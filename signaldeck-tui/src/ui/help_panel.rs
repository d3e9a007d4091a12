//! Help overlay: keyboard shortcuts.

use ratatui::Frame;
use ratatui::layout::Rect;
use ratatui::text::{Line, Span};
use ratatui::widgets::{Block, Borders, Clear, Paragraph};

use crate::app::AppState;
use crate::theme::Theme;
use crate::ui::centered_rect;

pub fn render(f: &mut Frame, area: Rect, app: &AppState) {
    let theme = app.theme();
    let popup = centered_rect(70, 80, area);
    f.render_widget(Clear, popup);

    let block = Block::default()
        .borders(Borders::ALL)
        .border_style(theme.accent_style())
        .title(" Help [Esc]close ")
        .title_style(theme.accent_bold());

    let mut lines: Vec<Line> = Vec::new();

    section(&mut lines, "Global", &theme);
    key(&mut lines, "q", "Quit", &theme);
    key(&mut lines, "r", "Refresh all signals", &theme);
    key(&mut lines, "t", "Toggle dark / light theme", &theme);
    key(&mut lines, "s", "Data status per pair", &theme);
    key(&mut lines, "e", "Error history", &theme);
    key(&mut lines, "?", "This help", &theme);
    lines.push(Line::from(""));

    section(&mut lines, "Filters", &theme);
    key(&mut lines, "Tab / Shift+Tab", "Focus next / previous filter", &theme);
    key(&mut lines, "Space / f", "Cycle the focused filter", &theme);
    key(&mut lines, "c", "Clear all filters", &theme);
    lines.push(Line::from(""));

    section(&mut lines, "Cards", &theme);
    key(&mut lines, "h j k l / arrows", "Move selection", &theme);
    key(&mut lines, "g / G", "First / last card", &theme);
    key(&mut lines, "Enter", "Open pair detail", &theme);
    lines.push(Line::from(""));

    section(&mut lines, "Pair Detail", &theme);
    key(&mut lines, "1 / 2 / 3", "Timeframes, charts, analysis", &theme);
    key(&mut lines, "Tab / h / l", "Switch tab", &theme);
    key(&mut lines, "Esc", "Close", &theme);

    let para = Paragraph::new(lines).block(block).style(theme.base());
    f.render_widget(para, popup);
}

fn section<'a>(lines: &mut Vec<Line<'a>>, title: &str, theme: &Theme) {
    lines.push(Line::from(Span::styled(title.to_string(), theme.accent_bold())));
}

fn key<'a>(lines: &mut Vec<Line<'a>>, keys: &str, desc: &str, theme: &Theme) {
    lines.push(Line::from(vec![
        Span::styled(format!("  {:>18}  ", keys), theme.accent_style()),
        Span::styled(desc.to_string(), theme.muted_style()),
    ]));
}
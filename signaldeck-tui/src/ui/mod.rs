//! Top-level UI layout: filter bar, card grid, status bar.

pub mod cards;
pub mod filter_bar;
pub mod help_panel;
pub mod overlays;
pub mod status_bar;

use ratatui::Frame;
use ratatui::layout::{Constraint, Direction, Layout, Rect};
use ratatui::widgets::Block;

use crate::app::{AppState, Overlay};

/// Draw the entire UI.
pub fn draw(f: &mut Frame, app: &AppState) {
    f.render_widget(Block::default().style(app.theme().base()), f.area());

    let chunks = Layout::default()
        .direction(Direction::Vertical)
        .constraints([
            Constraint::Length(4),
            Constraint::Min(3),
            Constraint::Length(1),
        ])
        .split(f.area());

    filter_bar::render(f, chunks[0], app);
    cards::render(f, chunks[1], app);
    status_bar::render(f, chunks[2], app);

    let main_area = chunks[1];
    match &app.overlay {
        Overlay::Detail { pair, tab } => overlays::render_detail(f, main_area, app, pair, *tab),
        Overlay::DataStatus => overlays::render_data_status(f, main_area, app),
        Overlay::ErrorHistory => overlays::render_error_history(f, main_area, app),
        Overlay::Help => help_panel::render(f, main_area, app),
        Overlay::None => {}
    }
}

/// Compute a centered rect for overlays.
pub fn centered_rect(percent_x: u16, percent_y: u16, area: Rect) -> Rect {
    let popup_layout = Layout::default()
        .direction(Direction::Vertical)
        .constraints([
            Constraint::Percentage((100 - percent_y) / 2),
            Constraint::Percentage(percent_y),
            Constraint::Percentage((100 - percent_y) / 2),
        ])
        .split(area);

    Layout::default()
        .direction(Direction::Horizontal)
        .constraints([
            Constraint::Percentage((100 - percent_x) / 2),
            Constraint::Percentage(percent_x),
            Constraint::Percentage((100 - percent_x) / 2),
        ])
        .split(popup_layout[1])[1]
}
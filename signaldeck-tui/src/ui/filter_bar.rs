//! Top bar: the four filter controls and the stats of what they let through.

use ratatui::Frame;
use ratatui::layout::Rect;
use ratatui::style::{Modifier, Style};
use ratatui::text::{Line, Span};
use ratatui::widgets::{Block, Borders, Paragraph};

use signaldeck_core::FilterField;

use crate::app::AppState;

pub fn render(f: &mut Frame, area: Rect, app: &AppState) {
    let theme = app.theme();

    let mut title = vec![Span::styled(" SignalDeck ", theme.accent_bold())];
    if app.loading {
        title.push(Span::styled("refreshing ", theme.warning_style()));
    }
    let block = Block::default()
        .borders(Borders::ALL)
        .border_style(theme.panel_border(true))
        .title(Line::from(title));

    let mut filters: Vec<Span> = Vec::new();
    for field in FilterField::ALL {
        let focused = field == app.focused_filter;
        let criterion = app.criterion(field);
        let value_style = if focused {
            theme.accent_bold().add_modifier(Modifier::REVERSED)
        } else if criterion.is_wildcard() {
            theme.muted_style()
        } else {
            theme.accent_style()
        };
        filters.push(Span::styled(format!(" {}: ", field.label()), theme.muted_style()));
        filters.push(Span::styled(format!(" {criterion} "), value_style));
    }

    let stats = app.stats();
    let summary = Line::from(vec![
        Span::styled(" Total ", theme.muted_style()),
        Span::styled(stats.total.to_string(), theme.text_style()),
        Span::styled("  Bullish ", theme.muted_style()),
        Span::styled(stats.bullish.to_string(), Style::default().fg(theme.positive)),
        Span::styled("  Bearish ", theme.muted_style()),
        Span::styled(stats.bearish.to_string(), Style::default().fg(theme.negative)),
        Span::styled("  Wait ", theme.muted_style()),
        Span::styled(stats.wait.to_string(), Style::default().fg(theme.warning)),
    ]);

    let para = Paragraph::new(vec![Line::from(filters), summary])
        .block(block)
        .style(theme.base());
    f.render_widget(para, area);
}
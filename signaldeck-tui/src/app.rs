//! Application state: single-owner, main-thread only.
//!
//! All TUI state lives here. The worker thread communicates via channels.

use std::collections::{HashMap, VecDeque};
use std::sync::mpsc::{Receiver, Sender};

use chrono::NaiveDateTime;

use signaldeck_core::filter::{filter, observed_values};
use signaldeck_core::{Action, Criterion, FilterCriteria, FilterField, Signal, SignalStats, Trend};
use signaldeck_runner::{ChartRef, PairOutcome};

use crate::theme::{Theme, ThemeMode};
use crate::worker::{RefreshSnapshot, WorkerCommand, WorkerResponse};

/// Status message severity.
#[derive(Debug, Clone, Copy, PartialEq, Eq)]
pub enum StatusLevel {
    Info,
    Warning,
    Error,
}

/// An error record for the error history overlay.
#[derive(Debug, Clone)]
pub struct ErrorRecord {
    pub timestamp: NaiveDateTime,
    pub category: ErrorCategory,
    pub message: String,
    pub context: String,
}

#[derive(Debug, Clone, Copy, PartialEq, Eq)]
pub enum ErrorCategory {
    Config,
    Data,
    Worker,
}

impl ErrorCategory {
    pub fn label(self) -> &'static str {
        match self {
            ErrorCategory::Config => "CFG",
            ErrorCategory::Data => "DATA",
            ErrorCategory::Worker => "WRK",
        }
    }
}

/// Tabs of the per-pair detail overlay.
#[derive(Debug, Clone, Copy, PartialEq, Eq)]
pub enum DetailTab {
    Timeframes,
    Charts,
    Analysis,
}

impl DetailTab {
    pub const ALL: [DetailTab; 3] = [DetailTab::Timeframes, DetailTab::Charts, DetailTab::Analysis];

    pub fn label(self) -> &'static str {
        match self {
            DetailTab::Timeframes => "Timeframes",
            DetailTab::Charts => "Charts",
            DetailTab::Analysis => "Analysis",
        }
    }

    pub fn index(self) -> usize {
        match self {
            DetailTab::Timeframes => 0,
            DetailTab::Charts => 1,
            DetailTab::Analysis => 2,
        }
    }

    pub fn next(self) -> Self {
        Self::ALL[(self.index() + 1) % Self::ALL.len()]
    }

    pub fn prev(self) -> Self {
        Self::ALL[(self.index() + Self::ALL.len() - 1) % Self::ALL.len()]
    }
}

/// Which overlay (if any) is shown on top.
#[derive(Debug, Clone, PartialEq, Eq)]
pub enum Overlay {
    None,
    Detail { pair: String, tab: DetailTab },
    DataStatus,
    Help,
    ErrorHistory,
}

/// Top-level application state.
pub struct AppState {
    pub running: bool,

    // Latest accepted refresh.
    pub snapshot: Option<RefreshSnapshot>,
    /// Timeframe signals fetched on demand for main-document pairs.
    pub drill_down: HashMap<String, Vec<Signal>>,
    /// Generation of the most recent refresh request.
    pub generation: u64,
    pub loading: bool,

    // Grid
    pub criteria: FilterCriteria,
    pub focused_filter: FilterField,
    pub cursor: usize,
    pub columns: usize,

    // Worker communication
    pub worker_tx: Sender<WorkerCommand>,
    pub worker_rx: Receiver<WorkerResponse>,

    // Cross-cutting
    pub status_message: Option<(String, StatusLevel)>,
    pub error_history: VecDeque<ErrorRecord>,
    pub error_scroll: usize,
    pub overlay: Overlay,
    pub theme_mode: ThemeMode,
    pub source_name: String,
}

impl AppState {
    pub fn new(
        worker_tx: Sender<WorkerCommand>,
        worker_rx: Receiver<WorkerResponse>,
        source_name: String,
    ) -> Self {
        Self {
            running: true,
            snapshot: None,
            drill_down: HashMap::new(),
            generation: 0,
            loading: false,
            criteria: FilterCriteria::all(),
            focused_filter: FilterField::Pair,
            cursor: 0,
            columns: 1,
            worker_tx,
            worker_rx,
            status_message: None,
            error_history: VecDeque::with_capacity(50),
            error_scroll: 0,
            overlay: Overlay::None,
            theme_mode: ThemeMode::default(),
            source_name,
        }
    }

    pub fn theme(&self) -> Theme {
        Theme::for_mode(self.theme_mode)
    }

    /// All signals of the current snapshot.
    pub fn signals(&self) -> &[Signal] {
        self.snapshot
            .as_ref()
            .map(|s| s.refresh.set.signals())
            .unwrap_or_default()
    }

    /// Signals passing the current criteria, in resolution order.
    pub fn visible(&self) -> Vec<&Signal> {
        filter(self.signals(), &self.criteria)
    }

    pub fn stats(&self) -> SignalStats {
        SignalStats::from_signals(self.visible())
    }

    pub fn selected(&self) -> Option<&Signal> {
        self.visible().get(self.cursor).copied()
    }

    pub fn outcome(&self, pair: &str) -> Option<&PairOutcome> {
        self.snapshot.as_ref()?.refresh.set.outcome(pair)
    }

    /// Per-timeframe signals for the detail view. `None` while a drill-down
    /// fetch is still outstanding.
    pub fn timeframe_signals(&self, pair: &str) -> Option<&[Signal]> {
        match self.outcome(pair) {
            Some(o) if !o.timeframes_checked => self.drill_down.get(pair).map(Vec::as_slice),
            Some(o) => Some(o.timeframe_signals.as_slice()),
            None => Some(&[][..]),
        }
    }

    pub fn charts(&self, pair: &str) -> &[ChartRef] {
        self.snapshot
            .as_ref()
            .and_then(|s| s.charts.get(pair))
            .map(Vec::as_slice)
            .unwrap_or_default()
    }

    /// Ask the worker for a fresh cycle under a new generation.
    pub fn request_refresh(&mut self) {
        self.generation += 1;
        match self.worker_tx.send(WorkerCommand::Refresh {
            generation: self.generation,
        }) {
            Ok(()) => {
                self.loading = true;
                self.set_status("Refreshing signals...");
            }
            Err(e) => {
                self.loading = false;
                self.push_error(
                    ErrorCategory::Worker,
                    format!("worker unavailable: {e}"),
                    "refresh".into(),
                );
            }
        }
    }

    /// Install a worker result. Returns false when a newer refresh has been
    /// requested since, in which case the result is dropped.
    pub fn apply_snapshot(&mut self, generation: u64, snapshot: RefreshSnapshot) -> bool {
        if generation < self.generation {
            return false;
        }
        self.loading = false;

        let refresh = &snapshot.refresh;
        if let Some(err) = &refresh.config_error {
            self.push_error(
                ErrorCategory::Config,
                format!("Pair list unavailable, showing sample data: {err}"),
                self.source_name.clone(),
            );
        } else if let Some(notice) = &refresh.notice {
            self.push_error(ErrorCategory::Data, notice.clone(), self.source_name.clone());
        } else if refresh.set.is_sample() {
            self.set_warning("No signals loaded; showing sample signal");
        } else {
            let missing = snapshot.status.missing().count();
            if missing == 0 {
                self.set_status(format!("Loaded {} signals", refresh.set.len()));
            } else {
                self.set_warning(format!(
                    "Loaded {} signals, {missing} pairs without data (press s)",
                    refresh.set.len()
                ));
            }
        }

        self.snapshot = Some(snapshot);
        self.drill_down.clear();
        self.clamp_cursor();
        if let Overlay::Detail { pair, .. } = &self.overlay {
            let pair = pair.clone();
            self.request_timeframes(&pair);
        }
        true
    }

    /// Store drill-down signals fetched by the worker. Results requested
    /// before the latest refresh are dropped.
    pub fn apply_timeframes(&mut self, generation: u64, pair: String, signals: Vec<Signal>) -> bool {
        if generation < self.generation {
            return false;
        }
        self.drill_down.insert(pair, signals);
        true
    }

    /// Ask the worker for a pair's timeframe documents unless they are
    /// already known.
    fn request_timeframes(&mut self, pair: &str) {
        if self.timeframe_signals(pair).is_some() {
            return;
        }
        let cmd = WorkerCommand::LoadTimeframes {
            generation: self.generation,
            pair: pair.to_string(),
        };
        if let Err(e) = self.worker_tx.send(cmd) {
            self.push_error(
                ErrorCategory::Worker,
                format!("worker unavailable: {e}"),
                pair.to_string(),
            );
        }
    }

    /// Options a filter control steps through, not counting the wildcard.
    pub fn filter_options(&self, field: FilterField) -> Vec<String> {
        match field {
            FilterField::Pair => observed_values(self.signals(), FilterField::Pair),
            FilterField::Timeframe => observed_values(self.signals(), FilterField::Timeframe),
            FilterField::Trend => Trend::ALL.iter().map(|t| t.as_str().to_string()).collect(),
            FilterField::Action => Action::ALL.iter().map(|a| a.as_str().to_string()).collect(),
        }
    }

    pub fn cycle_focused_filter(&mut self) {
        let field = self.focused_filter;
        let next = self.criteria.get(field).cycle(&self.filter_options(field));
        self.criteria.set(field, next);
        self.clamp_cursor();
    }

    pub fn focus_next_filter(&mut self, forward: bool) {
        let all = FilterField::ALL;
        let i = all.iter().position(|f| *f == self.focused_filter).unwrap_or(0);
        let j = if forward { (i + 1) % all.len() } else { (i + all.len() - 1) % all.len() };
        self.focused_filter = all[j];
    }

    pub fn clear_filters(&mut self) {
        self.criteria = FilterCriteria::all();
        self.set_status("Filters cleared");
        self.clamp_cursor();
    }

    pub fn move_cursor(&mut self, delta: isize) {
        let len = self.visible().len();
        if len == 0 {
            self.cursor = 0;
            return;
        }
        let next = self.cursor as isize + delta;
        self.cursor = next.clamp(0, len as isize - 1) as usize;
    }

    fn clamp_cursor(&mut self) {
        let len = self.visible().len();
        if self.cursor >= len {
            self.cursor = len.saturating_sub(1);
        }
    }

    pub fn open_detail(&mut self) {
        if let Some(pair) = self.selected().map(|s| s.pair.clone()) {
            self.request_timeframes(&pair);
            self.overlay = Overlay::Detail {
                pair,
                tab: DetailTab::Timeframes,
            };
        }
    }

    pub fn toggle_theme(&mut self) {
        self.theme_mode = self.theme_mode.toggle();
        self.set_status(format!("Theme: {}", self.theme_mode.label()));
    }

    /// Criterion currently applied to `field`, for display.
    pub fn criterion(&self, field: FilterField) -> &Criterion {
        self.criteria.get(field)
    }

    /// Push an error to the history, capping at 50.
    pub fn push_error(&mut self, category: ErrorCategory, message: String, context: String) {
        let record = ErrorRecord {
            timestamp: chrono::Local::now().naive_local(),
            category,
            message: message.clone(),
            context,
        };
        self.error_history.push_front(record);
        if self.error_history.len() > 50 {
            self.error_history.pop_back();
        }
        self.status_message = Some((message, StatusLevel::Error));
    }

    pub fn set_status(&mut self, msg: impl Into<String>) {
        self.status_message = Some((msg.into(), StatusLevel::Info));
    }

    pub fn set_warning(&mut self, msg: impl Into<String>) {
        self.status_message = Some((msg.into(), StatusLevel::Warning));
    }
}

──────────

**What you will do:**
Return, with no change at all, every line in the entries above from the line containing "Some(o) if !o.timeframes_checked" through the line containing "pub fn charts(&self, pair: &str)".

**Result:**
            Some(o) if !o.timeframes_checked => self.drill_down.get(pair).map(Vec::as_slice),
            Some(o) => Some(o.timeframe_signals.as_slice()),
            None => Some(&[][..]),
        }
    }

    pub fn charts(&self, pair: &str) -> &[ChartRef] {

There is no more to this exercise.